►
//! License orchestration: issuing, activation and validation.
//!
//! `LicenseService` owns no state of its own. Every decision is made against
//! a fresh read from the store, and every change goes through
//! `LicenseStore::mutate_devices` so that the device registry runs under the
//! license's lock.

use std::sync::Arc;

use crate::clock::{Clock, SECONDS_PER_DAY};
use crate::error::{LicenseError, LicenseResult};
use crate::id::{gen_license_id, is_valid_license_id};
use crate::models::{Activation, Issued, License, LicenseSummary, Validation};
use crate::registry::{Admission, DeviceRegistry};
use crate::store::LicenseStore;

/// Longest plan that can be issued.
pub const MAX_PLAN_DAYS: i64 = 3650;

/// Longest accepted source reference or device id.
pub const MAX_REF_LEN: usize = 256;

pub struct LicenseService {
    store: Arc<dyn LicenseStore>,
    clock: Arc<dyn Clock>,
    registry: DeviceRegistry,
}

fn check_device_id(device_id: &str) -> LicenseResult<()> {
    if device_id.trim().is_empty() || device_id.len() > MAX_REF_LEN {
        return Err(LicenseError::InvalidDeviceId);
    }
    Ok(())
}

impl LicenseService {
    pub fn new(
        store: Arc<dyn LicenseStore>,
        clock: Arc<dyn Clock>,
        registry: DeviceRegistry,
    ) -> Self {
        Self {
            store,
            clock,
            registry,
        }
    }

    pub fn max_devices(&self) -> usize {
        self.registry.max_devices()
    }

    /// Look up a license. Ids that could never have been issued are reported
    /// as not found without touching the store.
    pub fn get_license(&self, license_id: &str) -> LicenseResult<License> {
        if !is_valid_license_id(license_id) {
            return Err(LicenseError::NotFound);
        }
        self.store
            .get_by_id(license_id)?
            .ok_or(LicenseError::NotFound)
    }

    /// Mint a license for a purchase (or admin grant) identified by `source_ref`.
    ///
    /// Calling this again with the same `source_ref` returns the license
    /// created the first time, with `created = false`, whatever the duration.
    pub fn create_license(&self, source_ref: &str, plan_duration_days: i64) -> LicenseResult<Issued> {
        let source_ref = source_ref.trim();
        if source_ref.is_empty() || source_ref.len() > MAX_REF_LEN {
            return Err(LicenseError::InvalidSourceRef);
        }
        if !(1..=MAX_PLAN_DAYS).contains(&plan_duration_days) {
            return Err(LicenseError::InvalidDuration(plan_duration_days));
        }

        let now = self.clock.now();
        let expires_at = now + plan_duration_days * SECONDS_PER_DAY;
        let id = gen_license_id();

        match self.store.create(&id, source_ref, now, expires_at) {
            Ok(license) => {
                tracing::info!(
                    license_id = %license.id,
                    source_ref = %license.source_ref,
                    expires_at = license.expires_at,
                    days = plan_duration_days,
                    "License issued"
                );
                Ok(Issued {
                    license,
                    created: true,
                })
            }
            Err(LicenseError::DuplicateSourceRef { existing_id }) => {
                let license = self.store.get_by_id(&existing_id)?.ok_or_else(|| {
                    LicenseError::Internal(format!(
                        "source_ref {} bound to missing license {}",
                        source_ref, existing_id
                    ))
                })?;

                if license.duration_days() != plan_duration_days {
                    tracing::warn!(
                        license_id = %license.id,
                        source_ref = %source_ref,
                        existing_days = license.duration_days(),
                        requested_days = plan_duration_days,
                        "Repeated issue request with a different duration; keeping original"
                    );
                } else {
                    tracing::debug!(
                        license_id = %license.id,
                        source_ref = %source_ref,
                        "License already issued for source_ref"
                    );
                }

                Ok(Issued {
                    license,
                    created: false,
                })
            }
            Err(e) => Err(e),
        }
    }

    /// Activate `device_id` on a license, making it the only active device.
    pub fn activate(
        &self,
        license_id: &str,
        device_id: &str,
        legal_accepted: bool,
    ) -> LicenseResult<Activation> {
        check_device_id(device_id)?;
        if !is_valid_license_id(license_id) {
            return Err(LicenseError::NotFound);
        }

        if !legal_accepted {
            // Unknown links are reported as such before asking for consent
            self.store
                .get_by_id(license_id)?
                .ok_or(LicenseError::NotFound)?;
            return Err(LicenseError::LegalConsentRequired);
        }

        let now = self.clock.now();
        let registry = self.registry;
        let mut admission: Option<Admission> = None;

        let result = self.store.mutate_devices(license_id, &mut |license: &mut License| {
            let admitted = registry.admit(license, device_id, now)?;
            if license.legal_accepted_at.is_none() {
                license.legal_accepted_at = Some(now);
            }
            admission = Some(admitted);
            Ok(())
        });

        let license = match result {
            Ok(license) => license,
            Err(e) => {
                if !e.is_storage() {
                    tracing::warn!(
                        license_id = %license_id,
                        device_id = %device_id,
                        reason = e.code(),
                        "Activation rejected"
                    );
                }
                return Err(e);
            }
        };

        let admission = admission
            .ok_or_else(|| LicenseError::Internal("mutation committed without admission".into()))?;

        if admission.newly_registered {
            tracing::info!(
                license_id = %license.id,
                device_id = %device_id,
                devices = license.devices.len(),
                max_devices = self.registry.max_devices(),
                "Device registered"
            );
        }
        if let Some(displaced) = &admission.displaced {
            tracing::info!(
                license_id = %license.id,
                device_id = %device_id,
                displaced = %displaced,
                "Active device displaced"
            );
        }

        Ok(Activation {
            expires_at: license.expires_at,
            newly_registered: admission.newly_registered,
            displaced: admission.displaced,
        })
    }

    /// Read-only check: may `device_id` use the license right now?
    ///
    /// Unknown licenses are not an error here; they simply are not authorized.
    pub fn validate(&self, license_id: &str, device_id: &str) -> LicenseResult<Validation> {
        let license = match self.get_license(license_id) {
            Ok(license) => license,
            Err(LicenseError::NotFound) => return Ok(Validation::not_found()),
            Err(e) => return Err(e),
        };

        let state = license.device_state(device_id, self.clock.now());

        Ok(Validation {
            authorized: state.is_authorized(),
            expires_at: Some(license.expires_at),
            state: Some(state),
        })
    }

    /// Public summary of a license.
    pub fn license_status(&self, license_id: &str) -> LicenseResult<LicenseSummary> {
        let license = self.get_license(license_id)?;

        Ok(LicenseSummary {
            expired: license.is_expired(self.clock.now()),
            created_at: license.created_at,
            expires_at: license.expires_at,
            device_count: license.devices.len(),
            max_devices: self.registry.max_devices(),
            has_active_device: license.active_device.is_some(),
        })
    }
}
◄
►
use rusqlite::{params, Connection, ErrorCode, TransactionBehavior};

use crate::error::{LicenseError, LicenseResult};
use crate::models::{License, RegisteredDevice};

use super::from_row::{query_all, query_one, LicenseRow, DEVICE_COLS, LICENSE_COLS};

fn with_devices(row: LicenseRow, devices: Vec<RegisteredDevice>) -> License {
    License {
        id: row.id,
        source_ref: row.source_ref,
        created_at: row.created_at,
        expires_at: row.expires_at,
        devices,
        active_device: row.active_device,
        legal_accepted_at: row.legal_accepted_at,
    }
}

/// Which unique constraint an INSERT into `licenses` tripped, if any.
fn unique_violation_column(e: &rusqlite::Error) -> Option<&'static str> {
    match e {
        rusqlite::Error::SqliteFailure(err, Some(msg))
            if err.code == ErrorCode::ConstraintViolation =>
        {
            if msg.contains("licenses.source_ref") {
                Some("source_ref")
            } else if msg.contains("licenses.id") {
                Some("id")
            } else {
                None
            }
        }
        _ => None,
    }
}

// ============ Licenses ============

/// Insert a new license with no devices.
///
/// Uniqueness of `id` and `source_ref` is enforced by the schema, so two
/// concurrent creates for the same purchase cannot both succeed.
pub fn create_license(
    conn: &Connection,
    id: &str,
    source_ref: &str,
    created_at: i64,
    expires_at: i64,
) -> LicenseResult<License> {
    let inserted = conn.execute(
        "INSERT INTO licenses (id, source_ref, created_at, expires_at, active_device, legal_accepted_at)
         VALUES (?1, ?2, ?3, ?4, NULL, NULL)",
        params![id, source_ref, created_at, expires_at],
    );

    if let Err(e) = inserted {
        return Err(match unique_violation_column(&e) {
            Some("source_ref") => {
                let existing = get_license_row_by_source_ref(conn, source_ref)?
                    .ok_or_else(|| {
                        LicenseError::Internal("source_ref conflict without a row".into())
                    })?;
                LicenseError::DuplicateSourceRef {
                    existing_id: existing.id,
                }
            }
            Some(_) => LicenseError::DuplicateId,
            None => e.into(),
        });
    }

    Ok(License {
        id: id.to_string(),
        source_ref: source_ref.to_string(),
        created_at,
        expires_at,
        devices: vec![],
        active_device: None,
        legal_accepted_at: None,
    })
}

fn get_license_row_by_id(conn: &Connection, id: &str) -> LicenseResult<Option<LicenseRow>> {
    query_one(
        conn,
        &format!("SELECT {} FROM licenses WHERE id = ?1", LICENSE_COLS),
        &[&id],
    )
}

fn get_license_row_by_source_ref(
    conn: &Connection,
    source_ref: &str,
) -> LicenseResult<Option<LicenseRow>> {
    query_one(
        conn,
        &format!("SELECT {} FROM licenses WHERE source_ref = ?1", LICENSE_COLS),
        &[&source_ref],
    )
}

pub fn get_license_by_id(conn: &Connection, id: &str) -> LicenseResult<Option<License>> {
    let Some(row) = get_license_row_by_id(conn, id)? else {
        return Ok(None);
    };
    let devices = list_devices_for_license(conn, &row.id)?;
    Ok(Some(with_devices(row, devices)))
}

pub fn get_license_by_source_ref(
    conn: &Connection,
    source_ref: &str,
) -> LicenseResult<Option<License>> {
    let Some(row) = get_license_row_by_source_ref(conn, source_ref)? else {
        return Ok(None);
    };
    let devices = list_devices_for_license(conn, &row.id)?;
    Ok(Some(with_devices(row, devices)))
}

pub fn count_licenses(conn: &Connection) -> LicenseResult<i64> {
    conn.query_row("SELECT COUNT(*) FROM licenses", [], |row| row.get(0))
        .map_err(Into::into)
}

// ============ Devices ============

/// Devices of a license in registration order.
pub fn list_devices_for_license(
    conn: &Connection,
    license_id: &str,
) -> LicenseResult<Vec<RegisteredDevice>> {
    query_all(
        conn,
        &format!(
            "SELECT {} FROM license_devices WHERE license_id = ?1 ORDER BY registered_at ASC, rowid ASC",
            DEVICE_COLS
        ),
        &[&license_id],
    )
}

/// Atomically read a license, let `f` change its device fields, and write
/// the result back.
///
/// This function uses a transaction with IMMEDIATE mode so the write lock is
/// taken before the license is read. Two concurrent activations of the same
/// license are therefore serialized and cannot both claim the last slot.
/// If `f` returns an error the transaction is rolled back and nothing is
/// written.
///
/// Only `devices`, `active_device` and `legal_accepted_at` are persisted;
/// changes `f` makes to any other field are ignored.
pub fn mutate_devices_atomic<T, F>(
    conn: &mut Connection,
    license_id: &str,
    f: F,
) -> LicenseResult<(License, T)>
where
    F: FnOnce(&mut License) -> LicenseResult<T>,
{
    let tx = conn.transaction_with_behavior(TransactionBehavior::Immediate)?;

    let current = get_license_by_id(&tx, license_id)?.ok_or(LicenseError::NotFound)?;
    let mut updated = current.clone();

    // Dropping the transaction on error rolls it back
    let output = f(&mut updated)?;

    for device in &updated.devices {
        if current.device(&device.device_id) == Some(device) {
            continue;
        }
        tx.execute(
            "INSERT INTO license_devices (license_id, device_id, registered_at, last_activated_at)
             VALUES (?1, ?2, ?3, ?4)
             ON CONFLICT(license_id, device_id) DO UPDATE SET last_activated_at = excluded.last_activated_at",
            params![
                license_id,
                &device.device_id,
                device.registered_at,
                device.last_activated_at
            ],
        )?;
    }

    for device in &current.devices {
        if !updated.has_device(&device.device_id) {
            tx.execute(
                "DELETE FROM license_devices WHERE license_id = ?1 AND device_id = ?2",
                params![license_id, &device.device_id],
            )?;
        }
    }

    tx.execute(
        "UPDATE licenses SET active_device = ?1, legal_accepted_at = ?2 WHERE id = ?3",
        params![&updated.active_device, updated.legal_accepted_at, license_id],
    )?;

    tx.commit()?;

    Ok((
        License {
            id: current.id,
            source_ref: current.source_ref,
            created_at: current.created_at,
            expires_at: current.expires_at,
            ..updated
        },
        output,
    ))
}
◄
►
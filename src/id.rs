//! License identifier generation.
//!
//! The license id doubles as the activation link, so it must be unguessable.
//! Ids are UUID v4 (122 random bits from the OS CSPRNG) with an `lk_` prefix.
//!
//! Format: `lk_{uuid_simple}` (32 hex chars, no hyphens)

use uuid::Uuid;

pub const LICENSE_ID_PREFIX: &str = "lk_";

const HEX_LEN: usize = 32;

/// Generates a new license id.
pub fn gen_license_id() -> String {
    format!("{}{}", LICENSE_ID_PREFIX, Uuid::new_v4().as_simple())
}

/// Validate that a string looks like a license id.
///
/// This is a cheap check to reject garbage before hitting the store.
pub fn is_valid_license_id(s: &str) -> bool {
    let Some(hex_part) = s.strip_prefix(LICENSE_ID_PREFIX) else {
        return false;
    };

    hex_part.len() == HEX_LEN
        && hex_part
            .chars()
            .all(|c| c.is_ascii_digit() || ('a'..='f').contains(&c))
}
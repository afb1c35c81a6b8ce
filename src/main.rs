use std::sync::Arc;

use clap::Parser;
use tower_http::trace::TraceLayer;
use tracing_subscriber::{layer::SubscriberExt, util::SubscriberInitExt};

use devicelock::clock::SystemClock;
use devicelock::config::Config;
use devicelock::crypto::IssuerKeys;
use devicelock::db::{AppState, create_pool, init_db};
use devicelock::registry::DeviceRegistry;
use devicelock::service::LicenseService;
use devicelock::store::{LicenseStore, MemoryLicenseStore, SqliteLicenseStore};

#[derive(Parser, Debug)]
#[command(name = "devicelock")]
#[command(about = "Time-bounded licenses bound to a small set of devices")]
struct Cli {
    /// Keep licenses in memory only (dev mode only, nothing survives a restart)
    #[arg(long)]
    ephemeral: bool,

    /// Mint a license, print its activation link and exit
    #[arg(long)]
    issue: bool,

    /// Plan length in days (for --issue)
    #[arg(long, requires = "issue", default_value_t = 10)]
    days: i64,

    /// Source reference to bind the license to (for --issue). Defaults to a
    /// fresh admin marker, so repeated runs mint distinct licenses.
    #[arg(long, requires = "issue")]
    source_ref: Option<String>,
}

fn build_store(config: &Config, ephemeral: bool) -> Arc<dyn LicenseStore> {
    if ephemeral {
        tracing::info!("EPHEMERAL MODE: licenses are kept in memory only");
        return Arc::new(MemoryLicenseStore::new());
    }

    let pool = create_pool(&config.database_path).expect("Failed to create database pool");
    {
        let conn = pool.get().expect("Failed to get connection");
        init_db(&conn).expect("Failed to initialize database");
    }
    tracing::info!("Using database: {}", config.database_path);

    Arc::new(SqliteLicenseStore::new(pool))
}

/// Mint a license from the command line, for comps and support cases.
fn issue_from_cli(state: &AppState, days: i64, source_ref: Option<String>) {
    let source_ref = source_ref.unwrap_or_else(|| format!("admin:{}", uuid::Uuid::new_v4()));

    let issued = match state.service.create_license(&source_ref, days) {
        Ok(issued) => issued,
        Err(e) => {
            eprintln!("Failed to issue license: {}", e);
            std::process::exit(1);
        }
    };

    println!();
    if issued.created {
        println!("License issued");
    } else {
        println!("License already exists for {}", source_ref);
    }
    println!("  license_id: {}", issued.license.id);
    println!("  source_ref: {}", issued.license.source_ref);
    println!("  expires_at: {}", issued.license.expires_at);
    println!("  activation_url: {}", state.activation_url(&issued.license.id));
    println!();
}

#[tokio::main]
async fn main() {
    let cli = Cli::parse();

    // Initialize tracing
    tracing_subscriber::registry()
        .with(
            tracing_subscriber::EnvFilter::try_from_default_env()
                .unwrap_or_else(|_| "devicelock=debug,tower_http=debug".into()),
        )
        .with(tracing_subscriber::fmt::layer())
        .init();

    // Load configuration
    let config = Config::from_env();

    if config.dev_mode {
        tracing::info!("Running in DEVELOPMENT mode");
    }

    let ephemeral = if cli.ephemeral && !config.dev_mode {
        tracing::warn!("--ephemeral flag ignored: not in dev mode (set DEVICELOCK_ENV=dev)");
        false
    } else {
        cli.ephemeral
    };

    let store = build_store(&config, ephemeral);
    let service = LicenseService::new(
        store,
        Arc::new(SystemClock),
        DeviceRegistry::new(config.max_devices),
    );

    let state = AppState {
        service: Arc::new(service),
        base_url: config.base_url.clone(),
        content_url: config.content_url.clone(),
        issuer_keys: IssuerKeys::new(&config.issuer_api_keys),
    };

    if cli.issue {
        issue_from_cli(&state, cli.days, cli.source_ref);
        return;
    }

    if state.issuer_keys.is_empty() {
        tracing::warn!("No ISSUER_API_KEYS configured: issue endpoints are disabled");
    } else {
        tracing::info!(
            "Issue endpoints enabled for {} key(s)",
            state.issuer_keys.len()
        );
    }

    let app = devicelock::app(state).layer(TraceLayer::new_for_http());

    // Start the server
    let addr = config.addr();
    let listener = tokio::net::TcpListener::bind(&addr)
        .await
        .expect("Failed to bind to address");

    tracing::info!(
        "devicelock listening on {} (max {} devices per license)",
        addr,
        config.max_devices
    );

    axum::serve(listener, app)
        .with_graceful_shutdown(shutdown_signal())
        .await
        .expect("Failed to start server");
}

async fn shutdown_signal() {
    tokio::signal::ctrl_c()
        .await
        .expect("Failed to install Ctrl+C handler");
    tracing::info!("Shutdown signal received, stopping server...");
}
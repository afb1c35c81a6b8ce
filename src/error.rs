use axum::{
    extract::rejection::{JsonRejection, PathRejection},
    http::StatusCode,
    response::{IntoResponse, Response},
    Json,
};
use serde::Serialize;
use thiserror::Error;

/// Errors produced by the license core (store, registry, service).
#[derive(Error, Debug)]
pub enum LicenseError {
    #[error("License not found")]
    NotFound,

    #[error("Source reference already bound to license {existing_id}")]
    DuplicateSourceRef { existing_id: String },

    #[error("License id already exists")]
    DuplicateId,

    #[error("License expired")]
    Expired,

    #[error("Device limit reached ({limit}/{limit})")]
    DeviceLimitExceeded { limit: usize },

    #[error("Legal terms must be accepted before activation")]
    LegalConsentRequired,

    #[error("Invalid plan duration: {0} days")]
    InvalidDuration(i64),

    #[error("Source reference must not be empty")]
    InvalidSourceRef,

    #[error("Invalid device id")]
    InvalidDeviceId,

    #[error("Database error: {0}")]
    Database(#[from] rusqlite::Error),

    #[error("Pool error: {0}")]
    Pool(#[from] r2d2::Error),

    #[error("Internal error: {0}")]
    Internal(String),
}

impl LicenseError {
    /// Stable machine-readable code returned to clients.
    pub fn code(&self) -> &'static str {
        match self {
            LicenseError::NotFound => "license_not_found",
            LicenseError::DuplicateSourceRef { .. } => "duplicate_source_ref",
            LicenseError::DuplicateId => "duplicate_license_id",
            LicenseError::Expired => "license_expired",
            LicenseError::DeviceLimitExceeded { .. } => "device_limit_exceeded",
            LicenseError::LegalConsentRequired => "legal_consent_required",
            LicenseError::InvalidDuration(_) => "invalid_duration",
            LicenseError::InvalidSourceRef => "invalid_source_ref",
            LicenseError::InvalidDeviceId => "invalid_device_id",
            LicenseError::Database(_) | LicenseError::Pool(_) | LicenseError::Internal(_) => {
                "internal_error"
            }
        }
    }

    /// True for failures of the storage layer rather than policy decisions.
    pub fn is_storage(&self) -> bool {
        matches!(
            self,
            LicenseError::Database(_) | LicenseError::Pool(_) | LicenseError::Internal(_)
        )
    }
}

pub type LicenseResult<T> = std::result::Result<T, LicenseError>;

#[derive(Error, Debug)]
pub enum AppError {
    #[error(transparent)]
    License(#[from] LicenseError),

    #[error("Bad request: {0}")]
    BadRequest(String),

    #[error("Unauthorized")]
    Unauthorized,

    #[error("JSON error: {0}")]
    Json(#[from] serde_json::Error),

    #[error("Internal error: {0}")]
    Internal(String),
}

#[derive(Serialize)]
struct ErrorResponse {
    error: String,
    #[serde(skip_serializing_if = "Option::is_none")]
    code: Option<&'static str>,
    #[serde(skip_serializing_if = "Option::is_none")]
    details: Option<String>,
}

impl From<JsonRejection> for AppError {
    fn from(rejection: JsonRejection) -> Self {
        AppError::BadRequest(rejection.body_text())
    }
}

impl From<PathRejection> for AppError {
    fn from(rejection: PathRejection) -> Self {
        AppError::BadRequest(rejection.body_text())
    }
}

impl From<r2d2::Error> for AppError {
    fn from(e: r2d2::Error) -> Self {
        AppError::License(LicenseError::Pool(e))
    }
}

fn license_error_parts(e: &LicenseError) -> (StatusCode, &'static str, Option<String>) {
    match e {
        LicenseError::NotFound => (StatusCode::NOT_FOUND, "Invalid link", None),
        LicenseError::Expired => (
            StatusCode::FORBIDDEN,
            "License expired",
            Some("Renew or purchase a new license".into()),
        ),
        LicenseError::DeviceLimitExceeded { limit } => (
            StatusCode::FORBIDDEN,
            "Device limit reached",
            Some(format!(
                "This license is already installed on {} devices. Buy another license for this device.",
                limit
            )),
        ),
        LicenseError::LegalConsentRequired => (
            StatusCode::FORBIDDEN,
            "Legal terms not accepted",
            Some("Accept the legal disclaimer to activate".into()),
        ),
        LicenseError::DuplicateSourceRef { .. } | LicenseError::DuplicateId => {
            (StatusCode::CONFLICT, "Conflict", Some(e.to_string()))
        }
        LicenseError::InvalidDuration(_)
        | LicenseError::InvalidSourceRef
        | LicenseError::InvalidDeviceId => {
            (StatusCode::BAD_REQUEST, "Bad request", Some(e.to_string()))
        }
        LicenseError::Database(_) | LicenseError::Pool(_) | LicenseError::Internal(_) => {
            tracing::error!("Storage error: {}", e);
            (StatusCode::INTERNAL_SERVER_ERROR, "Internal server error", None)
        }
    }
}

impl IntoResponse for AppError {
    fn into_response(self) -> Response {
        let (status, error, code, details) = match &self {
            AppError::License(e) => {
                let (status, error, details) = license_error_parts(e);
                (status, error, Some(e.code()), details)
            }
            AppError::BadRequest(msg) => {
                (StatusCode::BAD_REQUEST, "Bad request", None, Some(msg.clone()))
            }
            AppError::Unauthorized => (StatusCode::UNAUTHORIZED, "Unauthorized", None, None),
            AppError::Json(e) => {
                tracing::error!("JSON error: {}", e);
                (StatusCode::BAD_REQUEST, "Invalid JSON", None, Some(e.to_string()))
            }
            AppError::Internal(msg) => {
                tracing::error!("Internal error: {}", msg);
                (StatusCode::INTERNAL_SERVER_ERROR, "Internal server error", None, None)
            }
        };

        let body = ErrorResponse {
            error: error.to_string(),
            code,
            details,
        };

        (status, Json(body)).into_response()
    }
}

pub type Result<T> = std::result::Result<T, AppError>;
◄
| TASK |
Once a line of the records is found to contain "server", copy it out.

| OUTPUT BELOW |
    // Start the server
        .expect("Failed to start server");
    tracing::info!("Shutdown signal received, stopping server...");
            (StatusCode::INTERNAL_SERVER_ERROR, "Internal server error", None)
                (StatusCode::INTERNAL_SERVER_ERROR, "Internal server error", None, None)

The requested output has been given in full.